- _EXERCISE_:
Search the material below for the word "reply". Copy every line that has it.
------------------------------
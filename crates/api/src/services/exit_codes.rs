//! Exit code engine: generation, consumption, revocation and listing.

use domain::models::exit_code::{
    parse_all_flag, ConsumeExitCodeRequest, ConsumeExitCodeResponse, GenerateExitCodesRequest,
    GenerateExitCodesResponse, GeneratedExitCode, GenerationMode, ListExitCodesQuery,
    ListExitCodesResponse, MessageResponse, UsedFilter, EXIT_CODE_SORT_COLUMNS,
};
use domain::models::{ExitCode, UserRole};
use persistence::entities::ExitCodeEntity;
use persistence::repositories::{
    ExitCodeListFilter, ExitCodeRepository, RoomRepository, StudentStatusRepository,
    UserRepository,
};
use shared::crypto::{effective_code_length, generate_exit_code};
use shared::pagination::{whitelist_sort, PageMeta, PageWindow, SortDirection};
use shared::validation::non_blank;
use sqlx::{PgConnection, PgPool};
use std::collections::HashSet;
use uuid::Uuid;
use validator::Validate;

use crate::error::ApiError;
use crate::extractors::CurrentUser;
use crate::services::access::{authorized_rooms_for, require_staff};
use crate::services::broadcast::StatusBroadcaster;

/// Attempts per code before giving up on a collision streak.
const MAX_INSERT_ATTEMPTS: usize = 5;

const NOT_ALLOWED_FOR_ROOM: &str = "not allowed for this room";
const NOT_FOUND_OR_USED: &str = "code not found or already used";

pub struct ExitCodeService {
    pool: PgPool,
    broadcaster: StatusBroadcaster,
}
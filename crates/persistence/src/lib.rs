//! Persistence layer for the exam proctor backend.
//!
//! This crate contains:
//! - Database connection management
//! - Entity definitions (database row mappings)
//! - Repository implementations
//! - Query metrics

pub mod db;
pub mod entities;
pub mod metrics;
pub mod repositories;
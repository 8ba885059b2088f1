//! WebSocket upgrade handlers for the live hubs.
//!
//! Authorization runs before the upgrade so refused callers get a normal
//! JSON error. Hub registration happens once the socket is live.

use axum::{
    extract::{
        ws::{rejection::WebSocketUpgradeRejection, WebSocketUpgrade},
        State,
    },
    response::Response,
};
use domain::models::UserRole;

use crate::app::AppState;
use crate::error::ApiError;
use crate::extractors::CurrentUser;
use crate::realtime::{serve_socket, ConnectionSettings};
use crate::services::{authorized_rooms_for, require_staff};

fn upgrade(
    ws: Result<WebSocketUpgrade, WebSocketUpgradeRejection>,
    max_message_bytes: usize,
) -> Result<WebSocketUpgrade, ApiError> {
    ws.map(|ws| ws.max_message_size(max_message_bytes))
        .map_err(|rejection| ApiError::Validation(rejection.body_text()))
}

/// Dashboard stream of student status snapshots.
///
/// GET /api/ws/monitoring
///
/// The viewer's room scope is fixed at connection time.
pub async fn monitoring_socket(
    State(state): State<AppState>,
    user: CurrentUser,
    ws: Result<WebSocketUpgrade, WebSocketUpgradeRejection>,
) -> Result<Response, ApiError> {
    require_staff(user.role)?;

    let scope = authorized_rooms_for(&state.pool, user.user_id, user.role).await?;
    if scope.is_empty() {
        return Err(ApiError::Forbidden("no rooms assigned".to_string()));
    }

    let realtime = state.config.realtime.clone();
    let ws = upgrade(ws, realtime.max_message_bytes)?;
    let settings = ConnectionSettings::from(&realtime);
    let hub = state.monitoring.clone();
    let user_id = user.user_id;

    Ok(ws.on_upgrade(move |socket| async move {
        let session = match hub.register(scope, realtime.send_buffer_size).await {
            Ok(session) => session,
            Err(e) => {
                tracing::warn!(user_id = %user_id, error = %e, "Monitoring registration failed");
                return;
            }
        };
        let client_id = session.id;
        tracing::info!(user_id = %user_id, client_id = %client_id, "Monitoring connection opened");

        serve_socket(socket, session, settings).await;
        hub.unregister(client_id).await;
        tracing::info!(user_id = %user_id, client_id = %client_id, "Monitoring connection closed");
    }))
}

/// Personal status channel of a student device.
///
/// GET /api/ws/student
///
/// A new connection replaces any existing one for the same student.
pub async fn student_socket(
    State(state): State<AppState>,
    user: CurrentUser,
    ws: Result<WebSocketUpgrade, WebSocketUpgradeRejection>,
) -> Result<Response, ApiError> {
    if user.role != UserRole::Student {
        return Err(ApiError::Forbidden("student role required".to_string()));
    }

    let realtime = state.config.realtime.clone();
    let ws = upgrade(ws, realtime.max_message_bytes)?;
    let settings = ConnectionSettings::from(&realtime);
    let hub = state.students.clone();
    let student_id = user.user_id;

    Ok(ws.on_upgrade(move |socket| async move {
        let session = match hub
            .register(student_id, realtime.student_send_buffer_size)
            .await
        {
            Ok(session) => session,
            Err(e) => {
                tracing::warn!(student_id = %student_id, error = %e, "Student registration failed");
                return;
            }
        };
        let client_id = session.id;
        tracing::info!(student_id = %student_id, client_id = %client_id, "Student connection opened");

        serve_socket(socket, session, settings).await;
        hub.unregister(student_id, client_id).await;
        tracing::info!(student_id = %student_id, client_id = %client_id, "Student connection closed");
    }))
}
//! HTTP route handlers.

pub mod auth;
pub mod exit_codes;
pub mod health;
pub mod monitoring;
pub mod student_status;
pub mod ws;
//! Per-student unicast hub. Each student has at most one live connection.

use std::collections::HashMap;
use tokio::sync::{mpsc, oneshot};
use uuid::Uuid;

use super::{ClientHandle, ClientSession, Frame, HubClosed};
use crate::middleware::metrics::{
    record_hub_connections, record_hub_eviction, record_hub_message_sent,
};

const HUB: &str = "student";

enum Command {
    Register {
        student_id: Uuid,
        handle: ClientHandle,
    },
    Unregister {
        student_id: Uuid,
        client_id: Uuid,
    },
    Notify {
        student_id: Uuid,
        frame: Frame,
    },
    ConnectionCount {
        reply: oneshot::Sender<usize>,
    },
}

/// Handle to the student hub task. Cheap to clone.
#[derive(Clone)]
pub struct StudentHub {
    inbox: mpsc::Sender<Command>,
}

impl StudentHub {
    /// Spawns the hub task on the current runtime.
    pub fn spawn(inbox_size: usize) -> Self {
        let (inbox, commands) = mpsc::channel(inbox_size.max(1));
        tokio::spawn(run(commands));
        Self { inbox }
    }

    /// Registers the live connection of a student, evicting any previous one.
    pub async fn register(
        &self,
        student_id: Uuid,
        buffer: usize,
    ) -> Result<ClientSession, HubClosed> {
        let (handle, session) = ClientHandle::pair(buffer);
        self.inbox
            .send(Command::Register { student_id, handle })
            .await
            .map_err(|_| HubClosed)?;
        Ok(session)
    }

    /// Removes the student's entry only if it still belongs to `client_id`.
    pub async fn unregister(&self, student_id: Uuid, client_id: Uuid) {
        let _ = self
            .inbox
            .send(Command::Unregister {
                student_id,
                client_id,
            })
            .await;
    }

    /// Queues `frame` for the student if connected; otherwise drops it.
    pub async fn notify(&self, student_id: Uuid, frame: Frame) -> Result<(), HubClosed> {
        self.inbox
            .send(Command::Notify { student_id, frame })
            .await
            .map_err(|_| HubClosed)
    }

    pub async fn connection_count(&self) -> Result<usize, HubClosed> {
        let (reply, rx) = oneshot::channel();
        self.inbox
            .send(Command::ConnectionCount { reply })
            .await
            .map_err(|_| HubClosed)?;
        rx.await.map_err(|_| HubClosed)
    }
}

async fn run(mut commands: mpsc::Receiver<Command>) {
    let mut clients: HashMap<Uuid, ClientHandle> = HashMap::new();

    while let Some(command) = commands.recv().await {
        match command {
            Command::Register { student_id, handle } => {
                tracing::debug!(student_id = %student_id, client_id = %handle.id, "Student connection registered");
                if let Some(previous) = clients.insert(student_id, handle) {
                    tracing::info!(student_id = %student_id, client_id = %previous.id, "Replacing existing student connection");
                    previous.close();
                    record_hub_eviction(HUB, "replaced");
                }
                record_hub_connections(HUB, clients.len());
            }
            Command::Unregister {
                student_id,
                client_id,
            } => {
                let owned = clients
                    .get(&student_id)
                    .map(|c| c.id == client_id)
                    .unwrap_or(false);
                if owned {
                    if let Some(handle) = clients.remove(&student_id) {
                        handle.close();
                    }
                    tracing::debug!(student_id = %student_id, client_id = %client_id, "Student connection unregistered");
                    record_hub_connections(HUB, clients.len());
                }
            }
            Command::Notify { student_id, frame } => {
                let failure = match clients.get(&student_id) {
                    Some(handle) => handle.deliver(&frame).err(),
                    None => continue,
                };
                match failure {
                    None => record_hub_message_sent(HUB),
                    Some(reason) => {
                        if let Some(handle) = clients.remove(&student_id) {
                            tracing::warn!(student_id = %student_id, client_id = %handle.id, reason = reason.as_str(), "Evicting student connection");
                            handle.close();
                            record_hub_eviction(HUB, reason.as_str());
                            record_hub_connections(HUB, clients.len());
                        }
                    }
                }
            }
            Command::ConnectionCount { reply } => {
                let _ = reply.send(clients.len());
            }
        }
    }

    for (_, handle) in clients.drain() {
        handle.close();
    }
}
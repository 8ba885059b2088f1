//! Database connection pool management and schema migrations.

use sqlx::migrate::{MigrateError, Migrator};
use sqlx::postgres::PgPoolOptions;
use sqlx::PgPool;
use std::time::Duration;

/// Embedded schema migrations.
pub static MIGRATOR: Migrator = sqlx::migrate!("./src/migrations");

/// Database configuration.
#[derive(Debug, Clone)]
pub struct DatabaseConfig {
    pub url: String,
    pub max_connections: u32,
    pub min_connections: u32,
    pub connect_timeout_secs: u64,
    pub idle_timeout_secs: u64,
}

/// Creates a PostgreSQL connection pool with the given configuration.
pub async fn create_pool(config: &DatabaseConfig) -> Result<PgPool, sqlx::Error> {
    PgPoolOptions::new()
        .max_connections(config.max_connections)
        .min_connections(config.min_connections)
        .acquire_timeout(Duration::from_secs(config.connect_timeout_secs))
        .idle_timeout(Duration::from_secs(config.idle_timeout_secs))
        .connect(&config.url)
        .await
}

/// Applies pending migrations.
pub async fn run_migrations(pool: &PgPool) -> Result<(), MigrateError> {
    MIGRATOR.run(pool).await
}

/// Round-trips a trivial query; used by readiness checks.
pub async fn ping(pool: &PgPool) -> Result<(), sqlx::Error> {
    sqlx::query_scalar::<_, i32>("SELECT 1")
        .fetch_one(pool)
        .await
        .map(|_| ())
}
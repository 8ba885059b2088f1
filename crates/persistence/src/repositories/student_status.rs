//! Student status repository for database operations.

use sqlx::{PgConnection, PgPool};
use uuid::Uuid;

use crate::entities::{MonitoringStudentEntity, StudentStatusEntity};
use crate::metrics::QueryTimer;

const STATUS_COLUMNS: &str =
    "id, user_id, app_version, locked, blocked_from_exam, force_logout_at, created_at, updated_at";

/// Filters for the monitoring student list.
#[derive(Debug, Clone, Default)]
pub struct MonitoringListFilter {
    /// Restrict to students in these rooms; `None` means unrestricted.
    pub scope_room_ids: Option<Vec<Uuid>>,
    pub room_id: Option<Uuid>,
    /// Case-insensitive substring of full name or email.
    pub search: Option<String>,
    /// Whitelisted sort key.
    pub sort_by: &'static str,
    pub sort_desc: bool,
    /// `None` returns every row.
    pub limit: Option<i64>,
    pub offset: i64,
}

/// Repository for student status rows.
#[derive(Clone)]
pub struct StudentStatusRepository {
    pool: PgPool,
}

impl StudentStatusRepository {
    /// Creates a new StudentStatusRepository with the given connection pool.
    pub fn new(pool: PgPool) -> Self {
        Self { pool }
    }

    /// Find the status of a student.
    pub async fn find_by_user(
        &self,
        user_id: Uuid,
    ) -> Result<Option<StudentStatusEntity>, sqlx::Error> {
        let timer = QueryTimer::new("find_student_status");
        let sql = format!(
            "SELECT {} FROM student_statuses WHERE user_id = $1",
            STATUS_COLUMNS
        );
        let result = sqlx::query_as::<_, StudentStatusEntity>(&sql)
            .bind(user_id)
            .fetch_optional(&self.pool)
            .await;
        timer.record();
        result
    }

    /// Creates the status row if missing and locks it for update.
    pub async fn lock_or_create(
        &self,
        conn: &mut PgConnection,
        user_id: Uuid,
    ) -> Result<StudentStatusEntity, sqlx::Error> {
        let timer = QueryTimer::new("lock_or_create_student_status");
        sqlx::query(
            r#"
            INSERT INTO student_statuses (user_id)
            VALUES ($1)
            ON CONFLICT (user_id) DO NOTHING
            "#,
        )
        .bind(user_id)
        .execute(&mut *conn)
        .await?;

        let sql = format!(
            "SELECT {} FROM student_statuses WHERE user_id = $1 FOR UPDATE",
            STATUS_COLUMNS
        );
        let result = sqlx::query_as::<_, StudentStatusEntity>(&sql)
            .bind(user_id)
            .fetch_one(&mut *conn)
            .await;
        timer.record();
        result
    }

    /// Writes a full flag update to a locked row.
    pub async fn save(
        &self,
        conn: &mut PgConnection,
        id: Uuid,
        app_version: &str,
        locked: bool,
        blocked_from_exam: bool,
    ) -> Result<StudentStatusEntity, sqlx::Error> {
        let timer = QueryTimer::new("save_student_status");
        let sql = format!(
            r#"
            UPDATE student_statuses
            SET app_version = $2, locked = $3, blocked_from_exam = $4, updated_at = NOW()
            WHERE id = $1
            RETURNING {}
            "#,
            STATUS_COLUMNS
        );
        let result = sqlx::query_as::<_, StudentStatusEntity>(&sql)
            .bind(id)
            .bind(app_version)
            .bind(locked)
            .bind(blocked_from_exam)
            .fetch_one(&mut *conn)
            .await;
        timer.record();
        result
    }

    /// Blocks the student, releases the lock and stamps the logout time.
    pub async fn force_logout(&self, user_id: Uuid) -> Result<StudentStatusEntity, sqlx::Error> {
        let timer = QueryTimer::new("force_logout_student");
        let sql = format!(
            r#"
            INSERT INTO student_statuses (user_id, locked, blocked_from_exam, force_logout_at)
            VALUES ($1, FALSE, TRUE, NOW())
            ON CONFLICT (user_id) DO UPDATE
            SET locked = FALSE,
                blocked_from_exam = TRUE,
                force_logout_at = NOW(),
                updated_at = NOW()
            RETURNING {}
            "#,
            STATUS_COLUMNS
        );
        let result = sqlx::query_as::<_, StudentStatusEntity>(&sql)
            .bind(user_id)
            .fetch_one(&self.pool)
            .await;
        timer.record();
        result
    }

    /// Lifts the exam block. The lock flag is left unchanged.
    pub async fn allow_exam(&self, user_id: Uuid) -> Result<StudentStatusEntity, sqlx::Error> {
        let timer = QueryTimer::new("allow_exam_student");
        let sql = format!(
            r#"
            INSERT INTO student_statuses (user_id, blocked_from_exam)
            VALUES ($1, FALSE)
            ON CONFLICT (user_id) DO UPDATE
            SET blocked_from_exam = FALSE,
                updated_at = NOW()
            RETURNING {}
            "#,
            STATUS_COLUMNS
        );
        let result = sqlx::query_as::<_, StudentStatusEntity>(&sql)
            .bind(user_id)
            .fetch_one(&self.pool)
            .await;
        timer.record();
        result
    }

    /// Clears the lock after the student consumed an exit code.
    pub async fn release_lock(
        &self,
        conn: &mut PgConnection,
        user_id: Uuid,
    ) -> Result<(), sqlx::Error> {
        let timer = QueryTimer::new("release_student_lock");
        let result = sqlx::query(
            r#"
            INSERT INTO student_statuses (user_id, locked)
            VALUES ($1, FALSE)
            ON CONFLICT (user_id) DO UPDATE
            SET locked = FALSE,
                updated_at = NOW()
            "#,
        )
        .bind(user_id)
        .execute(&mut *conn)
        .await;
        timer.record();
        result.map(|_| ())
    }

    /// Students joined with status and room, plus the total match count.
    pub async fn list_monitoring(
        &self,
        filter: &MonitoringListFilter,
    ) -> Result<(Vec<MonitoringStudentEntity>, i64), sqlx::Error> {
        let timer = QueryTimer::new("list_monitoring_students");

        const FROM_WHERE: &str = r#"
            FROM users u
            LEFT JOIN student_statuses ss ON ss.user_id = u.id
            LEFT JOIN room_students rs ON rs.user_id = u.id
            LEFT JOIN rooms r ON r.id = rs.room_id
            WHERE u.role = 'siswa'
              AND ($1::uuid[] IS NULL OR rs.room_id = ANY($1))
              AND ($2::uuid IS NULL OR rs.room_id = $2)
              AND ($3::text IS NULL OR u.full_name ILIKE $3 OR u.email ILIKE $3)
        "#;

        let pattern = filter
            .search
            .as_deref()
            .map(|q| format!("%{}%", escape_like(q)));

        let count_sql = format!("SELECT COUNT(DISTINCT u.id) {}", FROM_WHERE);
        let total = sqlx::query_scalar::<_, i64>(&count_sql)
            .bind(filter.scope_room_ids.as_deref())
            .bind(filter.room_id)
            .bind(pattern.as_deref())
            .fetch_one(&self.pool)
            .await?;

        let list_sql = format!(
            r#"
            SELECT u.id AS user_id, u.full_name, u.email, u.class_name, u.major,
                   ss.id AS status_id,
                   COALESCE(ss.app_version, '') AS app_version,
                   COALESCE(ss.locked, FALSE) AS locked,
                   COALESCE(ss.blocked_from_exam, FALSE) AS blocked_from_exam,
                   ss.force_logout_at,
                   COALESCE(ss.updated_at, u.updated_at) AS monitoring_updated_at,
                   r.id AS room_id,
                   r.name AS room_name
            {}
            ORDER BY {} {}, u.id
            LIMIT $4 OFFSET $5
            "#,
            FROM_WHERE,
            sort_column(filter.sort_by),
            if filter.sort_desc { "DESC" } else { "ASC" },
        );

        let rows = sqlx::query_as::<_, MonitoringStudentEntity>(&list_sql)
            .bind(filter.scope_room_ids.as_deref())
            .bind(filter.room_id)
            .bind(pattern.as_deref())
            .bind(filter.limit)
            .bind(filter.offset)
            .fetch_all(&self.pool)
            .await?;

        timer.record();
        Ok((rows, total))
    }
}

/// Maps a public sort key to its column expression.
fn sort_column(sort_by: &str) -> &'static str {
    match sort_by {
        "full_name" => "u.full_name",
        "email" => "u.email",
        "kelas" => "u.class_name",
        "jurusan" => "u.major",
        "locked" => "COALESCE(ss.locked, FALSE)",
        _ => "COALESCE(ss.updated_at, u.updated_at)",
    }
}

/// Escapes LIKE wildcards in user input.
fn escape_like(input: &str) -> String {
    input
        .replace('\\', "\\\\")
        .replace('%', "\\%")
        .replace('_', "\\_")
}
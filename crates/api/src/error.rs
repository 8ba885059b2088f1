use axum::{
    http::StatusCode,
    response::{IntoResponse, Response},
    Json,
};
use domain::models::exit_code::GenerationRequestError;
use domain::services::StatusRuleViolation;
use serde::Serialize;
use thiserror::Error;

#[derive(Debug, Error)]
pub enum ApiError {
    #[error("Unauthorized: {0}")]
    Unauthorized(String),

    #[error("Forbidden: {0}")]
    Forbidden(String),

    #[error("Not found: {0}")]
    NotFound(String),

    #[error("Conflict: {0}")]
    Conflict(String),

    #[error("Validation error: {0}")]
    Validation(String),

    #[error("Internal error: {0}")]
    Internal(String),
}

#[derive(Debug, Serialize)]
struct ErrorBody {
    error: String,
    message: String,
}

impl IntoResponse for ApiError {
    fn into_response(self) -> Response {
        let (status, error_code, message) = match &self {
            ApiError::Unauthorized(msg) => (StatusCode::UNAUTHORIZED, "unauthorized", msg.clone()),
            ApiError::Forbidden(msg) => (StatusCode::FORBIDDEN, "forbidden", msg.clone()),
            ApiError::NotFound(msg) => (StatusCode::NOT_FOUND, "not_found", msg.clone()),
            ApiError::Conflict(msg) => (StatusCode::CONFLICT, "conflict", msg.clone()),
            ApiError::Validation(msg) => (StatusCode::BAD_REQUEST, "validation_error", msg.clone()),
            ApiError::Internal(msg) => {
                tracing::error!("Internal error: {}", msg);
                (
                    StatusCode::INTERNAL_SERVER_ERROR,
                    "internal_error",
                    "An internal error occurred".into(),
                )
            }
        };

        let body = ErrorBody {
            error: error_code.into(),
            message,
        };

        (status, Json(body)).into_response()
    }
}

impl From<sqlx::Error> for ApiError {
    fn from(err: sqlx::Error) -> Self {
        match err {
            sqlx::Error::RowNotFound => ApiError::NotFound("Resource not found".into()),
            sqlx::Error::Database(db_err) => {
                if let Some(code) = db_err.code() {
                    match code.as_ref() {
                        "23505" => ApiError::Conflict("Resource already exists".into()),
                        "23503" => ApiError::NotFound("Referenced resource not found".into()),
                        _ => ApiError::Internal(format!("Database error: {}", db_err)),
                    }
                } else {
                    ApiError::Internal(format!("Database error: {}", db_err))
                }
            }
            _ => ApiError::Internal(format!("Database error: {}", err)),
        }
    }
}

impl From<validator::ValidationErrors> for ApiError {
    fn from(errors: validator::ValidationErrors) -> Self {
        let mut messages: Vec<String> = errors
            .field_errors()
            .iter()
            .flat_map(|(field, errors)| {
                errors.iter().map(move |e| {
                    e.message
                        .as_ref()
                        .map(|m| m.to_string())
                        .unwrap_or_else(|| format!("{} is invalid", field))
                })
            })
            .collect();
        messages.sort();

        let message = if messages.len() == 1 {
            messages.remove(0)
        } else {
            format!("{} validation errors", messages.len())
        };

        ApiError::Validation(message)
    }
}

impl From<StatusRuleViolation> for ApiError {
    fn from(violation: StatusRuleViolation) -> Self {
        ApiError::Forbidden(violation.to_string())
    }
}

impl From<GenerationRequestError> for ApiError {
    fn from(err: GenerationRequestError) -> Self {
        ApiError::Validation(err.to_string())
    }
}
------------------------------
- _FINISHED TASK_:
        reply: oneshot::Sender<usize>,
        let (reply, rx) = oneshot::channel();
            .send(Command::ConnectionCount { reply })
            Command::ConnectionCount { reply } => {
                let _ = reply.send(clients.len());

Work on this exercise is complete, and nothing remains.